use ahash::{AHashMap, AHashSet};
use glam::DVec2;
#[cfg(feature = "rayon")]
use rayon::prelude::*;
use tracing::debug;

use crate::{Result, VoronoiError};

mod beachline;
mod circle;
mod edge;
mod event_queue;
mod options;
mod sweep;
mod validation;


pub use edge::{SupportLine, VoronoiEdge};
pub use options::{SweepDirection, VoronoiOptions, DEFAULT_TOLERANCE};
pub use sweep::{SweepStep, SweepStepKind};
pub use validation::ValidationReport;

use sweep::Sweep;

/// The main Voronoi struct
#[derive(Clone, Debug)]
pub struct Voronoi {
    sites: Vec<DVec2>,
    edges: Vec<VoronoiEdge>,
    steps: Vec<SweepStep>,
    processed_events: usize,
    options: VoronoiOptions,
    tolerance: f64,
}

impl Voronoi {
    /// Construct the Voronoi diagram of `sites` with the default options.
    ///
    /// See [`Voronoi::build_with`].
    pub fn build(sites: &[DVec2]) -> Result<Self> {
        Self::build_with(sites, &VoronoiOptions::default())
    }

    /// Construct the Voronoi diagram of `sites` using Fortune's sweep line
    /// algorithm.
    ///
    /// The sites must be finite and pairwise distinct. Edges refer to the
    /// sites by their index in `sites`.
    pub fn build_with(sites: &[DVec2], options: &VoronoiOptions) -> Result<Self> {
        check_sites(sites)?;

        let direction = options.direction;
        let rotated: Vec<DVec2> = sites
            .iter()
            .map(|&site| direction.to_sweep_frame(site))
            .collect();
        let output = Sweep::new(&rotated, options).run()?;

        Ok(Voronoi {
            sites: sites.to_vec(),
            edges: output.edges,
            steps: output.steps,
            processed_events: output.processed_events,
            options: *options,
            tolerance: options.tolerance_for(sites),
        })
    }

    /// Construct the Voronoi diagrams of several independent sets of sites.
    /// This method runs in parallel if the `"rayon"` feature is enabled.
    pub fn build_many(site_sets: &[Vec<DVec2>], options: &VoronoiOptions) -> Vec<Result<Self>> {
        debug!(count = site_sets.len(), "Building Voronoi diagrams");
        #[cfg(feature = "rayon")]
        let diagrams = site_sets
            .par_iter()
            .map(|sites| Self::build_with(sites, options))
            .collect();
        #[cfg(not(feature = "rayon"))]
        let diagrams = site_sets
            .iter()
            .map(|sites| Self::build_with(sites, options))
            .collect();
        diagrams
    }

    /// Get the sites.
    pub fn sites(&self) -> &[DVec2] {
        self.sites.as_ref()
    }

    /// Get the Voronoi edges: first the edges terminated by a Voronoi vertex,
    /// in the order in which they were closed, then the unbounded ones in the
    /// order in which they were created.
    pub fn edges(&self) -> &[VoronoiEdge] {
        self.edges.as_ref()
    }

    /// Get a vector of the Voronoi edges by consuming the Voronoi struct.
    pub fn into_edges(self) -> Vec<VoronoiEdge> {
        self.edges
    }

    pub fn options(&self) -> &VoronoiOptions {
        &self.options
    }

    /// The absolute tolerance the diagram was built with, see
    /// [`VoronoiOptions::tolerance_for`].
    pub fn tolerance(&self) -> f64 {
        self.tolerance
    }

    /// The recorded sweep steps, empty unless
    /// [`VoronoiOptions::record_trace`] was set.
    pub fn sweep_steps(&self) -> &[SweepStep] {
        self.steps.as_ref()
    }

    /// The number of events taken from the event queue, including discarded
    /// stale circle events.
    pub fn processed_events(&self) -> usize {
        self.processed_events
    }

    /// The distinct Voronoi vertices, in the order in which they were found.
    ///
    /// Vertices closer to each other than the tolerance (e.g. the centers of
    /// four or more cocircular sites) are reported once.
    pub fn vertices(&self) -> Vec<DVec2> {
        let tolerance = self.tolerance.max(f64::MIN_POSITIVE);
        let cell = |p: DVec2| {
            (
                (p.x / tolerance).floor() as i64,
                (p.y / tolerance).floor() as i64,
            )
        };

        let mut grid: AHashMap<(i64, i64), Vec<usize>> = AHashMap::new();
        let mut vertices: Vec<DVec2> = vec![];
        for end in self.edges.iter().filter_map(|edge| edge.end()) {
            let (i, j) = cell(end);
            let duplicate = (i.saturating_sub(1)..=i.saturating_add(1))
                .flat_map(|i| (j.saturating_sub(1)..=j.saturating_add(1)).map(move |j| (i, j)))
                .filter_map(|key| grid.get(&key))
                .flatten()
                .any(|&idx| vertices[idx].distance(end) <= tolerance);
            if !duplicate {
                grid.entry((i, j)).or_default().push(vertices.len());
                vertices.push(end);
            }
        }
        vertices
    }
}

/// Reject input the sweep cannot handle: no sites, non-finite coordinates and
/// repeated sites.
fn check_sites(sites: &[DVec2]) -> Result<()> {
    if sites.is_empty() {
        return Err(VoronoiError::EmptyInput);
    }
    if let Some(index) = sites.iter().position(|site| !site.is_finite()) {
        return Err(VoronoiError::NonFiniteSite { index });
    }

    let mut seen = AHashMap::with_capacity(sites.len());
    for (second, site) in sites.iter().enumerate() {
        // adding 0 maps -0 to +0
        let key = [site.x + 0., site.y + 0.].map(f64::to_bits);
        if let Some(&first) = seen.get(&key) {
            return Err(VoronoiError::DuplicateSite { first, second });
        }
        seen.insert(key, second);
    }
    Ok(())
}

/// The distinct unordered pairs of sites separated by an edge.
fn site_pairs(edges: &[VoronoiEdge]) -> AHashSet<(usize, usize)> {
    edges
        .iter()
        .map(|edge| {
            let (a, b) = (edge.left_site(), edge.right_site());
            (a.min(b), a.max(b))
        })
        .collect()
}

--- --- ---

▶ [What to work on]: A verbatim copy of all the entries above is requested.

▶ [Your response]:
use ahash::{AHashMap, AHashSet};
use glam::DVec2;
#[cfg(feature = "rayon")]
use rayon::prelude::*;
use tracing::debug;

use crate::{Result, VoronoiError};

mod beachline;
mod circle;
mod edge;
mod event_queue;
mod options;
mod sweep;
mod validation;


pub use edge::{SupportLine, VoronoiEdge};
pub use options::{SweepDirection, VoronoiOptions, DEFAULT_TOLERANCE};
pub use sweep::{SweepStep, SweepStepKind};
pub use validation::ValidationReport;

use sweep::Sweep;

/// The main Voronoi struct
#[derive(Clone, Debug)]
pub struct Voronoi {
    sites: Vec<DVec2>,
    edges: Vec<VoronoiEdge>,
    steps: Vec<SweepStep>,
    processed_events: usize,
    options: VoronoiOptions,
    tolerance: f64,
}

impl Voronoi {
    /// Construct the Voronoi diagram of `sites` with the default options.
    ///
    /// See [`Voronoi::build_with`].
    pub fn build(sites: &[DVec2]) -> Result<Self> {
        Self::build_with(sites, &VoronoiOptions::default())
    }

    /// Construct the Voronoi diagram of `sites` using Fortune's sweep line
    /// algorithm.
    ///
    /// The sites must be finite and pairwise distinct. Edges refer to the
    /// sites by their index in `sites`.
    pub fn build_with(sites: &[DVec2], options: &VoronoiOptions) -> Result<Self> {
        check_sites(sites)?;

        let direction = options.direction;
        let rotated: Vec<DVec2> = sites
            .iter()
            .map(|&site| direction.to_sweep_frame(site))
            .collect();
        let output = Sweep::new(&rotated, options).run()?;

        Ok(Voronoi {
            sites: sites.to_vec(),
            edges: output.edges,
            steps: output.steps,
            processed_events: output.processed_events,
            options: *options,
            tolerance: options.tolerance_for(sites),
        })
    }

    /// Construct the Voronoi diagrams of several independent sets of sites.
    /// This method runs in parallel if the `"rayon"` feature is enabled.
    pub fn build_many(site_sets: &[Vec<DVec2>], options: &VoronoiOptions) -> Vec<Result<Self>> {
        debug!(count = site_sets.len(), "Building Voronoi diagrams");
        #[cfg(feature = "rayon")]
        let diagrams = site_sets
            .par_iter()
            .map(|sites| Self::build_with(sites, options))
            .collect();
        #[cfg(not(feature = "rayon"))]
        let diagrams = site_sets
            .iter()
            .map(|sites| Self::build_with(sites, options))
            .collect();
        diagrams
    }

    /// Get the sites.
    pub fn sites(&self) -> &[DVec2] {
        self.sites.as_ref()
    }

    /// Get the Voronoi edges: first the edges terminated by a Voronoi vertex,
    /// in the order in which they were closed, then the unbounded ones in the
    /// order in which they were created.
    pub fn edges(&self) -> &[VoronoiEdge] {
        self.edges.as_ref()
    }

    /// Get a vector of the Voronoi edges by consuming the Voronoi struct.
    pub fn into_edges(self) -> Vec<VoronoiEdge> {
        self.edges
    }

    pub fn options(&self) -> &VoronoiOptions {
        &self.options
    }

    /// The absolute tolerance the diagram was built with, see
    /// [`VoronoiOptions::tolerance_for`].
    pub fn tolerance(&self) -> f64 {
        self.tolerance
    }

    /// The recorded sweep steps, empty unless
    /// [`VoronoiOptions::record_trace`] was set.
    pub fn sweep_steps(&self) -> &[SweepStep] {
        self.steps.as_ref()
    }

    /// The number of events taken from the event queue, including discarded
    /// stale circle events.
    pub fn processed_events(&self) -> usize {
        self.processed_events
    }

    /// The distinct Voronoi vertices, in the order in which they were found.
    ///
    /// Vertices closer to each other than the tolerance (e.g. the centers of
    /// four or more cocircular sites) are reported once.
    pub fn vertices(&self) -> Vec<DVec2> {
        let tolerance = self.tolerance.max(f64::MIN_POSITIVE);
        let cell = |p: DVec2| {
            (
                (p.x / tolerance).floor() as i64,
                (p.y / tolerance).floor() as i64,
            )
        };

        let mut grid: AHashMap<(i64, i64), Vec<usize>> = AHashMap::new();
        let mut vertices: Vec<DVec2> = vec![];
        for end in self.edges.iter().filter_map(|edge| edge.end()) {
            let (i, j) = cell(end);
            let duplicate = (i.saturating_sub(1)..=i.saturating_add(1))
                .flat_map(|i| (j.saturating_sub(1)..=j.saturating_add(1)).map(move |j| (i, j)))
                .filter_map(|key| grid.get(&key))
                .flatten()
                .any(|&idx| vertices[idx].distance(end) <= tolerance);
            if !duplicate {
                grid.entry((i, j)).or_default().push(vertices.len());
                vertices.push(end);
            }
        }
        vertices
    }
}

/// Reject input the sweep cannot handle: no sites, non-finite coordinates and
/// repeated sites.
fn check_sites(sites: &[DVec2]) -> Result<()> {
    if sites.is_empty() {
        return Err(VoronoiError::EmptyInput);
    }
    if let Some(index) = sites.iter().position(|site| !site.is_finite()) {
        return Err(VoronoiError::NonFiniteSite { index });
    }

    let mut seen = AHashMap::with_capacity(sites.len());
    for (second, site) in sites.iter().enumerate() {
        // adding 0 maps -0 to +0
        let key = [site.x + 0., site.y + 0.].map(f64::to_bits);
        if let Some(&first) = seen.get(&key) {
            return Err(VoronoiError::DuplicateSite { first, second });
        }
        seen.insert(key, second);
    }
    Ok(())
}

/// The distinct unordered pairs of sites separated by an edge.
fn site_pairs(edges: &[VoronoiEdge]) -> AHashSet<(usize, usize)> {
    edges
        .iter()
        .map(|edge| {
            let (a, b) = (edge.left_site(), edge.right_site());
            (a.min(b), a.max(b))
        })
        .collect()
}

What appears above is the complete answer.